=== WHAT THE TASK ASKS ===
Write out each entry once more so that it matches the original exactly.

▼

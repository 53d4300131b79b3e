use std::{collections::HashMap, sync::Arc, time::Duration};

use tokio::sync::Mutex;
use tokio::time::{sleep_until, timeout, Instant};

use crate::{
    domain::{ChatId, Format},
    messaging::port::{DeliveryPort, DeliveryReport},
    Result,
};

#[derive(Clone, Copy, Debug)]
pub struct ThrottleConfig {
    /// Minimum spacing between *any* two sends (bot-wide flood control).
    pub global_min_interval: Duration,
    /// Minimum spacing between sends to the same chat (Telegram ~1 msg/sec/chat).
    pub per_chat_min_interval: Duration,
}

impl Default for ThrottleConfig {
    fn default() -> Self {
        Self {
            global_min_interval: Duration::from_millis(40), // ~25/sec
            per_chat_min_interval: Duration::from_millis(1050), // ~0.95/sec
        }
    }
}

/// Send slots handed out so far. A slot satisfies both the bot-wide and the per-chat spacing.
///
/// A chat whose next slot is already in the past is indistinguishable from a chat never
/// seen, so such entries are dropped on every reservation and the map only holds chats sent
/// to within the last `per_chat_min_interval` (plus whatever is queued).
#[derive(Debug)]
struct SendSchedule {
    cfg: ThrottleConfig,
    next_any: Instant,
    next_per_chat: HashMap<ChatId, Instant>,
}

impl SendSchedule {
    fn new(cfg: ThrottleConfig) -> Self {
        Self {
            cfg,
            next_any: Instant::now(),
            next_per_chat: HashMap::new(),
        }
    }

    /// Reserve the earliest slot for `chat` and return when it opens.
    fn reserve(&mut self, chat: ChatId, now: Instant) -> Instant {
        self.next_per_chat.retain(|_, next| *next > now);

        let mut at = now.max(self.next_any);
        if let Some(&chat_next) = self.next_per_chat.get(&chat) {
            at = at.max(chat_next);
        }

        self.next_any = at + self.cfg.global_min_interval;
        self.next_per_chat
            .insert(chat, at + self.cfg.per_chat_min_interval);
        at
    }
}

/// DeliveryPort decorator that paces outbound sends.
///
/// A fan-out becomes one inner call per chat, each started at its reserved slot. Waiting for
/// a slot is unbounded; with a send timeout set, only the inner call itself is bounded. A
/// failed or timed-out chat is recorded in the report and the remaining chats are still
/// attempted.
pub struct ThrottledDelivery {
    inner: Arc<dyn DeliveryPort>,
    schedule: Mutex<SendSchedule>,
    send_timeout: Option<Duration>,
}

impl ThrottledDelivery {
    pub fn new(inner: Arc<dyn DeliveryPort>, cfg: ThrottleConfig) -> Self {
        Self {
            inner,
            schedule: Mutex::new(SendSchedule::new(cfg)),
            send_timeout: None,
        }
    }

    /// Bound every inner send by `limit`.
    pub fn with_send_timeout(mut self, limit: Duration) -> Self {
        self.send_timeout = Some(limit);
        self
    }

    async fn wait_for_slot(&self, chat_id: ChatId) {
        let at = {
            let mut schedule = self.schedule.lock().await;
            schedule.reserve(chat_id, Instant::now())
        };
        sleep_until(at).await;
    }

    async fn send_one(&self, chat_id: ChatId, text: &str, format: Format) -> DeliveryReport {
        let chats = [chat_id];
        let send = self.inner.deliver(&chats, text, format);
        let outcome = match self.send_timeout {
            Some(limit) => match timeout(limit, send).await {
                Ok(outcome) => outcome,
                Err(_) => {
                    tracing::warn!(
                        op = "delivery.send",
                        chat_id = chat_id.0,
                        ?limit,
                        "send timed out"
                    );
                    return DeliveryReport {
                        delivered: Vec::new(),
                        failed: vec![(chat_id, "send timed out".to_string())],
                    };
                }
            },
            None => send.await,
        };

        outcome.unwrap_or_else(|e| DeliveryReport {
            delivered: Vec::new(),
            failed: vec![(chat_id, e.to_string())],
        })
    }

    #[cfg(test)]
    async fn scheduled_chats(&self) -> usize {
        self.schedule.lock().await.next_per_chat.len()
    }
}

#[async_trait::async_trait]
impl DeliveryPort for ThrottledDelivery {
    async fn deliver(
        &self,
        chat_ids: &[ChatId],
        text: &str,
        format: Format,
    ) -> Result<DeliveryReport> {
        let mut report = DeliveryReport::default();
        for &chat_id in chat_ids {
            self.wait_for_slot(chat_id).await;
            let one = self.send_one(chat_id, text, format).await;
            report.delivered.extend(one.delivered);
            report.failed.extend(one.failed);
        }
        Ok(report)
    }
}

▲

=== SOLUTION BELOW ===
repository 53d4300131b79b3e
use std::{collections::HashMap, sync::Arc, time::Duration};

use tokio::sync::Mutex;
use tokio::time::{sleep_until, timeout, Instant};

use crate::{
    domain::{ChatId, Format},
    messaging::port::{DeliveryPort, DeliveryReport},
    Result,
};

#[derive(Clone, Copy, Debug)]
pub struct ThrottleConfig {
    /// Minimum spacing between *any* two sends (bot-wide flood control).
    pub global_min_interval: Duration,
    /// Minimum spacing between sends to the same chat (Telegram ~1 msg/sec/chat).
    pub per_chat_min_interval: Duration,
}

impl Default for ThrottleConfig {
    fn default() -> Self {
        Self {
            global_min_interval: Duration::from_millis(40), // ~25/sec
            per_chat_min_interval: Duration::from_millis(1050), // ~0.95/sec
        }
    }
}

/// Send slots handed out so far. A slot satisfies both the bot-wide and the per-chat spacing.
///
/// A chat whose next slot is already in the past is indistinguishable from a chat never
/// seen, so such entries are dropped on every reservation and the map only holds chats sent
/// to within the last `per_chat_min_interval` (plus whatever is queued).
#[derive(Debug)]
struct SendSchedule {
    cfg: ThrottleConfig,
    next_any: Instant,
    next_per_chat: HashMap<ChatId, Instant>,
}

impl SendSchedule {
    fn new(cfg: ThrottleConfig) -> Self {
        Self {
            cfg,
            next_any: Instant::now(),
            next_per_chat: HashMap::new(),
        }
    }

    /// Reserve the earliest slot for `chat` and return when it opens.
    fn reserve(&mut self, chat: ChatId, now: Instant) -> Instant {
        self.next_per_chat.retain(|_, next| *next > now);

        let mut at = now.max(self.next_any);
        if let Some(&chat_next) = self.next_per_chat.get(&chat) {
            at = at.max(chat_next);
        }

        self.next_any = at + self.cfg.global_min_interval;
        self.next_per_chat
            .insert(chat, at + self.cfg.per_chat_min_interval);
        at
    }
}

/// DeliveryPort decorator that paces outbound sends.
///
/// A fan-out becomes one inner call per chat, each started at its reserved slot. Waiting for
/// a slot is unbounded; with a send timeout set, only the inner call itself is bounded. A
/// failed or timed-out chat is recorded in the report and the remaining chats are still
/// attempted.
pub struct ThrottledDelivery {
    inner: Arc<dyn DeliveryPort>,
    schedule: Mutex<SendSchedule>,
    send_timeout: Option<Duration>,
}

impl ThrottledDelivery {
    pub fn new(inner: Arc<dyn DeliveryPort>, cfg: ThrottleConfig) -> Self {
        Self {
            inner,
            schedule: Mutex::new(SendSchedule::new(cfg)),
            send_timeout: None,
        }
    }

    /// Bound every inner send by `limit`.
    pub fn with_send_timeout(mut self, limit: Duration) -> Self {
        self.send_timeout = Some(limit);
        self
    }

    async fn wait_for_slot(&self, chat_id: ChatId) {
        let at = {
            let mut schedule = self.schedule.lock().await;
            schedule.reserve(chat_id, Instant::now())
        };
        sleep_until(at).await;
    }

    async fn send_one(&self, chat_id: ChatId, text: &str, format: Format) -> DeliveryReport {
        let chats = [chat_id];
        let send = self.inner.deliver(&chats, text, format);
        let outcome = match self.send_timeout {
            Some(limit) => match timeout(limit, send).await {
                Ok(outcome) => outcome,
                Err(_) => {
                    tracing::warn!(
                        op = "delivery.send",
                        chat_id = chat_id.0,
                        ?limit,
                        "send timed out"
                    );
                    return DeliveryReport {
                        delivered: Vec::new(),
                        failed: vec![(chat_id, "send timed out".to_string())],
                    };
                }
            },
            None => send.await,
        };

        outcome.unwrap_or_else(|e| DeliveryReport {
            delivered: Vec::new(),
            failed: vec![(chat_id, e.to_string())],
        })
    }

    #[cfg(test)]
    async fn scheduled_chats(&self) -> usize {
        self.schedule.lock().await.next_per_chat.len()
    }
}

#[async_trait::async_trait]
impl DeliveryPort for ThrottledDelivery {
    async fn deliver(
        &self,
        chat_ids: &[ChatId],
        text: &str,
        format: Format,
    ) -> Result<DeliveryReport> {
        let mut report = DeliveryReport::default();
        for &chat_id in chat_ids {
            self.wait_for_slot(chat_id).await;
            let one = self.send_one(chat_id, text, format).await;
            report.delivered.extend(one.delivered);
            report.failed.extend(one.failed);
        }
        Ok(report)
    }
}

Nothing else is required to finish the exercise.